His cabinet support him seemingly and unconditionally, and the Parliamentary Labour Party appears to be committed to a strategy of constructive criticism rather than actually opposing to his actions.
It doesn’t really matter if Johnson makes a slip-up. Even if it makes him look like he doesn’t know what he’s doing, a large proportion of the public seems to be standing firm behind ‘Alexander de Pfeffel’ Boris Johnson.
The unconditional support Johnson receives from his Party, from the public, and the lack of a meaningful opposition from Labour are the reasons why he receives no scrutiny over the handling of the pandemic. Since March, thousands have died, as many have lost their jobs, and we’ve dipped back into recession, while Brexit is still being drawn out.

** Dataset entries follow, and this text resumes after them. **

//! Main and auxiliary nodes talking over loopback

use std::time::Duration;

use gateway_core::protocol::{GatewayRole, GatewayStatus, TaskOutcome, TaskResultBody};
use gateway_core::{GatewayConfig, GatewayErrorCode, GatewayEvent, GatewayFilter, TaskState};
use gateway_node::{GatewayRuntime, TaskRequest};
use tokio::sync::broadcast;
use tokio::time::{timeout, Instant};

const EVENT_TIMEOUT: Duration = Duration::from_secs(5);

fn main_config(management_port: u16) -> GatewayConfig {
    let mut config = GatewayConfig::main("gw-main");
    config.port = 0;
    config.management_port = Some(management_port);
    config
}

fn auxiliary_config(gateway_id: &str, management_port: u16) -> GatewayConfig {
    let mut config = GatewayConfig::auxiliary(
        gateway_id,
        format!("ws://127.0.0.1:{}/ws", management_port),
    );
    config.main_gateway_token = Some("test-token".to_string());
    config.reconnect_delay = Duration::from_millis(100);
    config
}

async fn start_main(management_port: u16) -> (GatewayRuntime, broadcast::Receiver<GatewayEvent>, u16) {
    let runtime = GatewayRuntime::new(main_config(management_port)).unwrap();
    let events = runtime.subscribe();
    runtime.start().await.unwrap();
    let port = runtime.management_addr().await.unwrap().port();
    (runtime, events, port)
}

async fn start_auxiliary(
    gateway_id: &str,
    management_port: u16,
) -> (GatewayRuntime, broadcast::Receiver<GatewayEvent>) {
    let runtime = GatewayRuntime::new(auxiliary_config(gateway_id, management_port)).unwrap();
    let events = runtime.subscribe();
    runtime.start().await.unwrap();
    (runtime, events)
}

/// Wait for the next event matching `pred`, skipping everything else
async fn wait_for<F>(events: &mut broadcast::Receiver<GatewayEvent>, mut pred: F) -> GatewayEvent
where
    F: FnMut(&GatewayEvent) -> bool,
{
    loop {
        match timeout(EVENT_TIMEOUT, events.recv()).await {
            Ok(Ok(event)) if pred(&event) => return event,
            Ok(Ok(_)) => continue,
            Ok(Err(e)) => panic!("Event channel failed: {e}"),
            Err(_) => panic!("Timeout waiting for event"),
        }
    }
}

async fn wait_for_name(events: &mut broadcast::Receiver<GatewayEvent>, name: &str) -> GatewayEvent {
    wait_for(events, |event| event.name() == name).await
}

async fn wait_for_status(events: &mut broadcast::Receiver<GatewayEvent>, status: GatewayStatus) {
    wait_for(events, |event| {
        matches!(event, GatewayEvent::StatusChange { to, .. } if *to == status)
    })
    .await;
}

#[tokio::test]
async fn dispatched_task_completes_round_trip() {
    let (main, mut main_events, port) = start_main(0).await;
    let (aux, mut aux_events) = start_auxiliary("gw-aux-1", port).await;

    wait_for_name(&mut main_events, "gateway:register").await;
    wait_for_name(&mut aux_events, "gateway:registered").await;

    let gateways = main
        .connected_gateways(&GatewayFilter::role(GatewayRole::Auxiliary))
        .await
        .unwrap();
    assert_eq!(gateways.len(), 1);
    assert_eq!(gateways[0].gateway_id, "gw-aux-1");

    main.dispatch_task(
        "gw-aux-1",
        &TaskRequest::new("task-1", "dev", "code-review")
            .with_params(serde_json::json!({ "repo": "migration" })),
    )
    .await
    .unwrap();

    match wait_for_name(&mut aux_events, "task:received").await {
        GatewayEvent::TaskReceived {
            task_id,
            agent_id,
            command,
            params,
        } => {
            assert_eq!(task_id, "task-1");
            assert_eq!(agent_id, "dev");
            assert_eq!(command, "code-review");
            assert_eq!(params, Some(serde_json::json!({ "repo": "migration" })));
        }
        other => panic!("Expected TaskReceived, got {other:?}"),
    }
    wait_for_name(&mut main_events, "task:ack").await;

    let result = TaskResultBody {
        output: Some("Review complete".to_string()),
        duration: Some(1200),
        ..Default::default()
    };
    aux.send_task_result("task-1", TaskOutcome::Success, result.clone())
        .await
        .unwrap();

    wait_for_name(&mut main_events, "task:result").await;
    wait_for_name(&mut aux_events, "task:result:ack").await;

    let record = main.task("task-1").await.unwrap().unwrap();
    assert_eq!(record.status, TaskState::Completed);
    assert_eq!(record.result, Some(result));
    assert!(record.completed_at.is_some());
    assert_eq!(main.status().await.pending_tasks, 0);

    aux.stop().await;
    main.stop().await;
}

#[tokio::test]
async fn broadcast_reaches_every_auxiliary() {
    let (main, mut main_events, port) = start_main(0).await;
    let (aux_a, mut events_a) = start_auxiliary("gw-aux-a", port).await;
    let (aux_b, mut events_b) = start_auxiliary("gw-aux-b", port).await;
    wait_for_name(&mut events_a, "gateway:registered").await;
    wait_for_name(&mut events_b, "gateway:registered").await;
    wait_for_name(&mut main_events, "gateway:register").await;
    wait_for_name(&mut main_events, "gateway:register").await;

    let outcomes = main
        .broadcast_task(&TaskRequest::new("report", "main", "status-report"))
        .await
        .unwrap();

    assert_eq!(outcomes.len(), 2);
    assert!(outcomes.iter().all(|o| o.result.is_ok()));
    match wait_for_name(&mut events_a, "task:received").await {
        GatewayEvent::TaskReceived { task_id, .. } => assert_eq!(task_id, "report:gw-aux-a"),
        other => panic!("Expected TaskReceived, got {other:?}"),
    }
    match wait_for_name(&mut events_b, "task:received").await {
        GatewayEvent::TaskReceived { task_id, .. } => assert_eq!(task_id, "report:gw-aux-b"),
        other => panic!("Expected TaskReceived, got {other:?}"),
    }

    aux_a.stop().await;
    aux_b.stop().await;
    main.stop().await;
}

#[tokio::test]
async fn stopping_auxiliary_emits_one_disconnect() {
    let (main, mut main_events, port) = start_main(0).await;
    let (aux, mut aux_events) = start_auxiliary("gw-aux-1", port).await;
    wait_for_name(&mut aux_events, "gateway:registered").await;
    wait_for_name(&mut main_events, "gateway:register").await;

    aux.stop().await;

    match wait_for_name(&mut main_events, "gateway:disconnect").await {
        GatewayEvent::GatewayDisconnect { gateway_id } => assert_eq!(gateway_id, "gw-aux-1"),
        other => panic!("Expected GatewayDisconnect, got {other:?}"),
    }
    assert!(main
        .connected_gateways(&GatewayFilter::default())
        .await
        .unwrap()
        .is_empty());

    tokio::time::sleep(Duration::from_millis(200)).await;
    while let Ok(event) = main_events.try_recv() {
        assert_ne!(event.name(), "gateway:disconnect");
    }

    main.stop().await;
}

#[tokio::test]
async fn auxiliary_retries_until_stopped() {
    let (main, _main_events, port) = start_main(0).await;
    let (aux, mut aux_events) = start_auxiliary("gw-aux-1", port).await;
    wait_for_name(&mut aux_events, "gateway:registered").await;

    main.stop().await;

    let delay = auxiliary_config("gw-aux-1", port).reconnect_delay;
    wait_for_status(&mut aux_events, GatewayStatus::Offline).await;
    let mut offline_at = Instant::now();
    for _ in 0..3 {
        wait_for_status(&mut aux_events, GatewayStatus::Connecting).await;
        assert!(
            offline_at.elapsed() >= delay,
            "Reconnect attempted {:?} after going offline",
            offline_at.elapsed()
        );
        wait_for_status(&mut aux_events, GatewayStatus::Offline).await;
        offline_at = Instant::now();
    }

    aux.stop().await;
    assert_eq!(aux.current_status(), GatewayStatus::Offline);

    tokio::time::sleep(Duration::from_millis(300)).await;
    while let Ok(event) = aux_events.try_recv() {
        assert!(
            !matches!(
                event,
                GatewayEvent::StatusChange {
                    to: GatewayStatus::Connecting,
                    ..
                }
            ),
            "Reconnect attempted after stop"
        );
    }
}

#[tokio::test]
async fn auxiliary_reregisters_after_main_restarts() {
    let (main, _main_events, port) = start_main(0).await;
    let (aux, mut aux_events) = start_auxiliary("gw-aux-1", port).await;
    wait_for_name(&mut aux_events, "gateway:registered").await;

    main.stop().await;
    wait_for_status(&mut aux_events, GatewayStatus::Offline).await;

    let (restarted, mut restarted_events, _) = start_main(port).await;
    wait_for_name(&mut aux_events, "gateway:registered").await;
    wait_for_name(&mut restarted_events, "gateway:register").await;
    assert_eq!(restarted.status().await.connected_gateways, 1);

    aux.stop().await;
    restarted.stop().await;
}

#[tokio::test]
async fn registration_outside_allowlist_is_refused() {
    let mut config = main_config(0);
    config.allowed_gateway_ips = vec!["10.9.9.9".to_string()];
    let main = GatewayRuntime::new(config).unwrap();
    let mut main_events = main.subscribe();
    main.start().await.unwrap();
    let port = main.management_addr().await.unwrap().port();

    let (aux, mut aux_events) = start_auxiliary("gw-aux-1", port).await;

    match wait_for_name(&mut aux_events, "error").await {
        GatewayEvent::Error { code, .. } => assert_eq!(code, GatewayErrorCode::RegisterFailed),
        other => panic!("Expected Error, got {other:?}"),
    }
    match wait_for_name(&mut main_events, "error").await {
        GatewayEvent::Error { code, .. } => assert_eq!(code, GatewayErrorCode::Unauthorized),
        other => panic!("Expected Error, got {other:?}"),
    }
    wait_for_status(&mut aux_events, GatewayStatus::Offline).await;
    assert_eq!(main.status().await.connected_gateways, 0);

    aux.stop().await;
    main.stop().await;
}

Whether you voted to leave or remain, it is impossible to believe that Brexit has been handled well.
The reality is Johnson will continue to make blunders that will have severe consequences for others, but not for himself or those sitting on the green benches in the House of Commons.
Why is Johnson untouchable?
Perhaps this is something to do with his position as an extremely upper-class man, or because he won such a huge majority in the last general election, or even because this country is just as right-wing as his government.
Whatever the reason, Boris Johnson is not above scrutiny.
Throughout the crisis, the opposition to his leadership has been significant. Though opposition has always come neither from Her Majesty’s Opposition, nor from Sir Keir Starmer, trade unions, protests, and ordinary people have provided a strong opposition to Johnson’s mismanagement of the worst crisis many of us will ever live through.
We combatted the government’s virulent racism by marching for weeks on end through every city in the country supporting Black Lives Matter. What is more, we fought the drive back to universities and schools by working alongside with trade unions, while A Level students managed to get into universities even after the classist algorithm put so many of them at a disadvantage.
So is the Prime Minister allowed to misspeak?
This depends on who you ask. The Conservative Government would probably argue that everyone makes mistakes, and the Prime Minister is no different; But a fair amount of members of the opposition would say the same.
Though if you were to ask an ordinary working person, a student, or a care worker, they would probably justify the special treatment.
This blunder likely represents the final straw for many. Though it was just a very small mistake, it’s the latest mishap in a very long series of decisions that have brought this country to have one of the highest rates of Covid-19 in Europe, leaving many lives in ruins, damaged beyond repair.